I have a prototype that does runs bar by bar for all symbols. You might be interested in the design. The key is to code the strategy as a class having three methods, Initialize, TradeOneBar, and Finalize. The design makes use of global storage. It runs as a multi-symbol backtest, letting WL sequentially present the symbols in the normal fashion.
1. On the first symbol, it sets up date variables to track the symbol having the most bars and its count, because not all symbols may have the same date range. These are stored to global.
2. For each symbol, it instantiates the strategy class, myclass, and runs myclass.Initialize. "Initialize" contains all the DataSeries development and other initialization typically done ahead of the bar loop. It stores the myclass object in global storage as _symbol. If the symbol has the most timestamps, it updates the globals from 1.
3. Finally, at the last symbol, the work begins, handled by a custom PosSizer class. This class will hold signals from all symbols.
a. Gets the list of timestamps for the symbol having the most (per global)

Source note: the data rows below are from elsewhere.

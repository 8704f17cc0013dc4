//! Test doubles and common utilities for contract tests
//!
//! The remote store is played by `MemoryPrefixListProvider`; this module adds
//! a scripted DNS lookup and a few builders.

#![allow(dead_code)]

use ipnet::IpNet;
use prefix_sync_core::config::{ReconcilerConfig, SyncConfig};
use prefix_sync_core::error::{Error, Result};
use prefix_sync_core::traits::DnsLookup;
use std::sync::Arc;
use std::sync::atomic::{AtomicUsize, Ordering};

/// A DnsLookup that returns a fixed answer and counts calls
pub struct ScriptedLookup {
    answers: std::result::Result<Vec<String>, String>,
    call_count: Arc<AtomicUsize>,
}

impl ScriptedLookup {
    /// Lookup that returns `answers`
    pub fn answering(answers: &[&str]) -> Self {
        Self {
            answers: Ok(answers.iter().map(|s| s.to_string()).collect()),
            call_count: Arc::new(AtomicUsize::new(0)),
        }
    }

    /// Lookup that always fails with a resolution error
    pub fn failing(message: &str) -> Self {
        Self {
            answers: Err(message.to_string()),
            call_count: Arc::new(AtomicUsize::new(0)),
        }
    }

    /// Get the number of times lookup() was called
    pub fn call_count(&self) -> usize {
        self.call_count.load(Ordering::SeqCst)
    }

    /// Create a new ScriptedLookup that shares its counter with an existing one
    pub fn sharing_counters_with(other: &Self) -> Self {
        Self {
            answers: other.answers.clone(),
            call_count: Arc::clone(&other.call_count),
        }
    }
}

#[async_trait::async_trait]
impl DnsLookup for ScriptedLookup {
    async fn lookup(&self, hostname: &str) -> Result<Vec<String>> {
        self.call_count.fetch_add(1, Ordering::SeqCst);
        match &self.answers {
            Ok(answers) => Ok(answers.clone()),
            Err(message) => Err(Error::resolution(format!("{}: {}", hostname, message))),
        }
    }

    fn lookup_name(&self) -> &'static str {
        "scripted"
    }
}

/// Parse CIDR strings
pub fn nets(values: &[&str]) -> Vec<IpNet> {
    values.iter().map(|s| s.parse().expect("valid CIDR")).collect()
}

/// `count` host blocks that cannot merge with each other
pub fn sparse_v4_blocks(count: usize) -> Vec<IpNet> {
    (0..count)
        .map(|i| {
            let n = i * 2;
            format!("10.{}.{}.{}/32", n / 65536, (n / 256) % 256, n % 256)
                .parse()
                .expect("valid CIDR")
        })
        .collect()
}

/// Reconciler settings with a fast readiness poll
pub fn fast_reconciler_config() -> ReconcilerConfig {
    ReconcilerConfig {
        ready_poll_attempts: 5,
        ready_poll_interval_ms: 1,
        ..ReconcilerConfig::default()
    }
}

/// Default sync configuration with a fast readiness poll
pub fn minimal_config() -> SyncConfig {
    SyncConfig::default().with_reconciler(fast_reconciler_config())
}
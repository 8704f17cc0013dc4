// # DNS Lookup Trait
//
// Defines the interface for turning a hostname into raw address strings.
//
// ## Implementations
//
// - System resolver: `prefix-sync-dns` crate
// - Scripted lookups in tests and demos
//
// ## Usage
//
// ```rust,ignore
// use prefix_sync_core::DnsLookup;
//
// #[tokio::main]
// async fn main() -> anyhow::Result<()> {
//     let lookup = /* DnsLookup implementation */;
//
//     let raw = lookup.lookup("ip.uptimerobot.com").await?;
//     println!("{} raw answers", raw.len());
//
//     Ok(())
// }
// ```

use async_trait::async_trait;

/// Trait for hostname lookup implementations
///
/// A lookup is a black box: given a hostname it returns every A/AAAA answer
/// as text, or fails. Validation, deduplication and family splitting happen
/// in [`crate::resolver::resolve_addresses`], not here.
///
/// # Trust Level: Untrusted
///
/// ## Allowed Capabilities
/// - ✅ Query the platform resolver or a DNS server
/// - ✅ Return answers in whatever textual form the resolver produced
///
/// ## Forbidden Capabilities
/// - ❌ Retry or back off (the whole invocation is single-shot)
/// - ❌ Filter answers by family (owned by the resolver component)
#[async_trait]
pub trait DnsLookup: Send + Sync {
    /// Look up all addresses published for `hostname`
    ///
    /// # Returns
    ///
    /// - `Ok(Vec<String>)`: Raw answers, possibly duplicated or malformed
    /// - `Err(Error::Resolution)`: NXDOMAIN, timeout, unreachable resolver
    async fn lookup(&self, hostname: &str) -> Result<Vec<String>, crate::Error>;

    /// Get the lookup name (for logging/debugging)
    fn lookup_name(&self) -> &'static str;
}
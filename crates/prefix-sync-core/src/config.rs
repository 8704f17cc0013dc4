//! Configuration types for the prefix-list sync system
//!
//! This module defines all configuration structures used throughout the crate.

use serde::{Deserialize, Serialize};
use std::collections::{BTreeMap, HashSet};
use std::time::Duration;

use crate::family::AddressFamily;

/// Hostname whose A/AAAA records list the monitoring addresses
pub const DEFAULT_HOSTNAME: &str = "ip.uptimerobot.com";

/// Name of the IPv4 prefix list
pub const DEFAULT_IPV4_LIST_NAME: &str = "uptimerobot4";

/// Name of the IPv6 prefix list
pub const DEFAULT_IPV6_LIST_NAME: &str = "uptimerobot6";

/// Main sync configuration
#[derive(Debug, Clone, Serialize, Deserialize)]
pub struct SyncConfig {
    /// Hostname to resolve
    #[serde(default = "default_hostname")]
    pub hostname: String,

    /// Prefix lists to keep in sync, at most one per family
    #[serde(default = "default_targets")]
    pub targets: Vec<PrefixListTarget>,

    /// Reconciler settings
    #[serde(default)]
    pub reconciler: ReconcilerConfig,

    /// What to do when one family fails
    #[serde(default)]
    pub failure_policy: FailurePolicy,

    /// Capacity of the engine event channel
    ///
    /// When full, new events are dropped with a warning.
    #[serde(default = "default_event_channel_capacity")]
    pub event_channel_capacity: usize,
}

impl SyncConfig {
    /// Create a new configuration with defaults
    pub fn new() -> Self {
        Self {
            hostname: default_hostname(),
            targets: default_targets(),
            reconciler: ReconcilerConfig::default(),
            failure_policy: FailurePolicy::default(),
            event_channel_capacity: default_event_channel_capacity(),
        }
    }

    /// Set the hostname
    pub fn with_hostname(mut self, hostname: impl Into<String>) -> Self {
        self.hostname = hostname.into();
        self
    }

    /// Set the failure policy
    pub fn with_failure_policy(mut self, policy: FailurePolicy) -> Self {
        self.failure_policy = policy;
        self
    }

    /// Replace the reconciler settings
    pub fn with_reconciler(mut self, reconciler: ReconcilerConfig) -> Self {
        self.reconciler = reconciler;
        self
    }

    /// Description attached to every entry this system adds
    pub fn entry_description(&self) -> String {
        self.reconciler
            .entry_description
            .clone()
            .unwrap_or_else(|| format!("UptimeRobot monitoring address returned from {}", self.hostname))
    }

    /// Validate the configuration
    pub fn validate(&self) -> Result<(), crate::Error> {
        if self.hostname.trim().is_empty() {
            return Err(crate::Error::config("Hostname cannot be empty"));
        }

        if self.targets.is_empty() {
            return Err(crate::Error::config("No prefix lists configured"));
        }

        let mut names = HashSet::new();
        let mut families = HashSet::new();
        for target in &self.targets {
            target.validate()?;
            if !names.insert(target.name.as_str()) {
                return Err(crate::Error::config(format!(
                    "Prefix list {} is configured twice",
                    target.name
                )));
            }
            if !families.insert(target.family) {
                return Err(crate::Error::config(format!(
                    "More than one prefix list configured for {}",
                    target.family
                )));
            }
        }

        if self.event_channel_capacity == 0 {
            return Err(crate::Error::config("Event channel capacity must be > 0"));
        }

        self.reconciler.validate()
    }
}

impl Default for SyncConfig {
    fn default() -> Self {
        Self::new()
    }
}

/// One named prefix list and the family it holds
#[derive(Debug, Clone, PartialEq, Eq, Serialize, Deserialize)]
pub struct PrefixListTarget {
    /// Prefix list name (unique per account and region)
    pub name: String,

    /// Address family stored in the list
    pub family: AddressFamily,

    /// Human-readable purpose, attached as a tag on creation
    pub description: String,
}

impl PrefixListTarget {
    /// Create a new target
    pub fn new(
        name: impl Into<String>,
        family: AddressFamily,
        description: impl Into<String>,
    ) -> Self {
        Self {
            name: name.into(),
            family,
            description: description.into(),
        }
    }

    /// Validate the target
    pub fn validate(&self) -> Result<(), crate::Error> {
        if self.name.trim().is_empty() {
            return Err(crate::Error::config("Prefix list name cannot be empty"));
        }
        if self.name.len() > 255 {
            return Err(crate::Error::config(format!(
                "Prefix list name too long: {} chars (max 255)",
                self.name.len()
            )));
        }
        Ok(())
    }
}

/// How failures in one family affect the rest of the run
#[derive(Debug, Clone, Copy, Default, PartialEq, Eq, Serialize, Deserialize)]
#[serde(rename_all = "kebab-case")]
pub enum FailurePolicy {
    /// Stop at the first failing family
    #[default]
    FailFast,
    /// Process every family, then report all failures together
    CollectAll,
}

impl std::str::FromStr for FailurePolicy {
    type Err = crate::Error;

    fn from_str(s: &str) -> Result<Self, Self::Err> {
        match s.trim().to_ascii_lowercase().as_str() {
            "fail-fast" | "fail_fast" | "failfast" => Ok(FailurePolicy::FailFast),
            "collect-all" | "collect_all" | "collectall" => Ok(FailurePolicy::CollectAll),
            other => Err(crate::Error::config(format!(
                "Unknown failure policy '{}'. Valid policies: fail-fast, collect-all",
                other
            ))),
        }
    }
}

/// Reconciler configuration
#[derive(Debug, Clone, Serialize, Deserialize)]
pub struct ReconcilerConfig {
    /// Upper bound on the capacity requested at creation
    #[serde(default = "default_max_entries")]
    pub max_entries: u32,

    /// Most entries the provider accepts in a create call
    #[serde(default = "default_create_batch_limit")]
    pub create_batch_limit: usize,

    /// Spare capacity reserved beyond the initial entry count
    #[serde(default = "default_capacity_headroom")]
    pub capacity_headroom: u32,

    /// Describe calls made while waiting for a new list to become ready
    #[serde(default = "default_ready_poll_attempts")]
    pub ready_poll_attempts: u32,

    /// Delay between readiness polls (in milliseconds)
    #[serde(default = "default_ready_poll_interval_ms")]
    pub ready_poll_interval_ms: u64,

    /// Override for the description attached to added entries
    #[serde(default)]
    pub entry_description: Option<String>,

    /// Value of the `ManagedBy` tag on created lists
    #[serde(default = "default_managed_by")]
    pub managed_by: String,

    /// Additional tags to attach to created lists
    #[serde(default)]
    pub extra_tags: BTreeMap<String, String>,
}

impl ReconcilerConfig {
    /// Delay between readiness polls
    pub fn ready_poll_interval(&self) -> Duration {
        Duration::from_millis(self.ready_poll_interval_ms)
    }

    /// Capacity to request for a list created with `desired` entries
    pub fn creation_capacity(&self, desired: usize) -> u32 {
        let wanted = u32::try_from(desired)
            .unwrap_or(u32::MAX)
            .saturating_add(self.capacity_headroom);
        wanted.min(self.max_entries)
    }

    /// Validate the reconciler configuration
    pub fn validate(&self) -> Result<(), crate::Error> {
        if self.max_entries == 0 {
            return Err(crate::Error::config("max_entries must be > 0"));
        }
        if self.create_batch_limit == 0 {
            return Err(crate::Error::config("create_batch_limit must be > 0"));
        }
        if self.ready_poll_attempts == 0 {
            return Err(crate::Error::config("ready_poll_attempts must be > 0"));
        }
        Ok(())
    }
}

impl Default for ReconcilerConfig {
    fn default() -> Self {
        Self {
            max_entries: default_max_entries(),
            create_batch_limit: default_create_batch_limit(),
            capacity_headroom: default_capacity_headroom(),
            ready_poll_attempts: default_ready_poll_attempts(),
            ready_poll_interval_ms: default_ready_poll_interval_ms(),
            entry_description: None,
            managed_by: default_managed_by(),
            extra_tags: BTreeMap::new(),
        }
    }
}

fn default_hostname() -> String {
    DEFAULT_HOSTNAME.to_string()
}

fn default_targets() -> Vec<PrefixListTarget> {
    vec![
        PrefixListTarget::new(
            DEFAULT_IPV4_LIST_NAME,
            AddressFamily::V4,
            "UptimeRobot IPv4 monitoring addresses",
        ),
        PrefixListTarget::new(
            DEFAULT_IPV6_LIST_NAME,
            AddressFamily::V6,
            "UptimeRobot IPv6 monitoring addresses",
        ),
    ]
}

fn default_event_channel_capacity() -> usize {
    100
}

fn default_max_entries() -> u32 {
    120
}

fn default_create_batch_limit() -> usize {
    100
}

fn default_capacity_headroom() -> u32 {
    20
}

fn default_ready_poll_attempts() -> u32 {
    30
}

fn default_ready_poll_interval_ms() -> u64 {
    2000
}

fn default_managed_by() -> String {
    "prefix-sync".to_string()
}

#[cfg(test)]
mod tests {
    use super::*;

    #[test]
    fn test_defaults_validate() {
        let config = SyncConfig::default();
        assert!(config.validate().is_ok());
        assert_eq!(config.hostname, "ip.uptimerobot.com");
        assert_eq!(config.targets.len(), 2);
        assert_eq!(config.reconciler.max_entries, 120);
        assert_eq!(config.failure_policy, FailurePolicy::FailFast);
        assert_eq!(
            config.entry_description(),
            "UptimeRobot monitoring address returned from ip.uptimerobot.com"
        );
    }

    #[test]
    fn test_creation_capacity_is_capped() {
        let reconciler = ReconcilerConfig::default();
        assert_eq!(reconciler.creation_capacity(10), 30);
        assert_eq!(reconciler.creation_capacity(100), 120);
        assert_eq!(reconciler.creation_capacity(150), 120);
    }

    #[test]
    fn test_duplicate_family_rejected() {
        let mut config = SyncConfig::default();
        config.targets[1].family = AddressFamily::V4;
        assert!(config.validate().is_err());
    }

    #[test]
    fn test_duplicate_name_rejected() {
        let mut config = SyncConfig::default();
        config.targets[1].name = config.targets[0].name.clone();
        assert!(config.validate().is_err());
    }

    #[test]
    fn test_zero_limits_rejected() {
        let mut config = SyncConfig::default();
        config.reconciler.create_batch_limit = 0;
        assert!(config.validate().is_err());
    }

    #[test]
    fn test_deserialize_with_defaults() {
        let config: SyncConfig = serde_json::from_str(
            r#"{"hostname": "ip.example.net", "failure_policy": "collect-all",
                "reconciler": {"max_entries": 60}}"#,
        )
        .unwrap();
        assert_eq!(config.hostname, "ip.example.net");
        assert_eq!(config.failure_policy, FailurePolicy::CollectAll);
        assert_eq!(config.reconciler.max_entries, 60);
        assert_eq!(config.reconciler.create_batch_limit, 100);
        assert_eq!(config.targets[1].family, AddressFamily::V6);
    }

    #[test]
    fn test_failure_policy_parsing() {
        assert_eq!("collect-all".parse::<FailurePolicy>().unwrap(), FailurePolicy::CollectAll);
        assert_eq!("FAIL-FAST".parse::<FailurePolicy>().unwrap(), FailurePolicy::FailFast);
        assert!("sometimes".parse::<FailurePolicy>().is_err());
    }
}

b. For each timestamp (bar), for each symbol, retrieves the corresponding myclass from global and if its Bars contain the timestamp, runs its TradeOneBar method. The last active position is passed in so WLP "IsLastPositionActive" is replaced by check for lastPosition being not null. myclass is re-saved to global to keep its variables up-to-date.
c. At each bar, after the last symbol, PosSizer logic adjusts or removes signals per PosSizer rules.
d. After the last timestamp, each myclass is retrieved from global and its "Finalize" method is run
4. The null "Override in script" WLP PosSizer sets things up for the Visualizers, etc.

That's the pattern. There's overhead in casting myclass repeatedly, but the pattern can work for some percentage of strategies.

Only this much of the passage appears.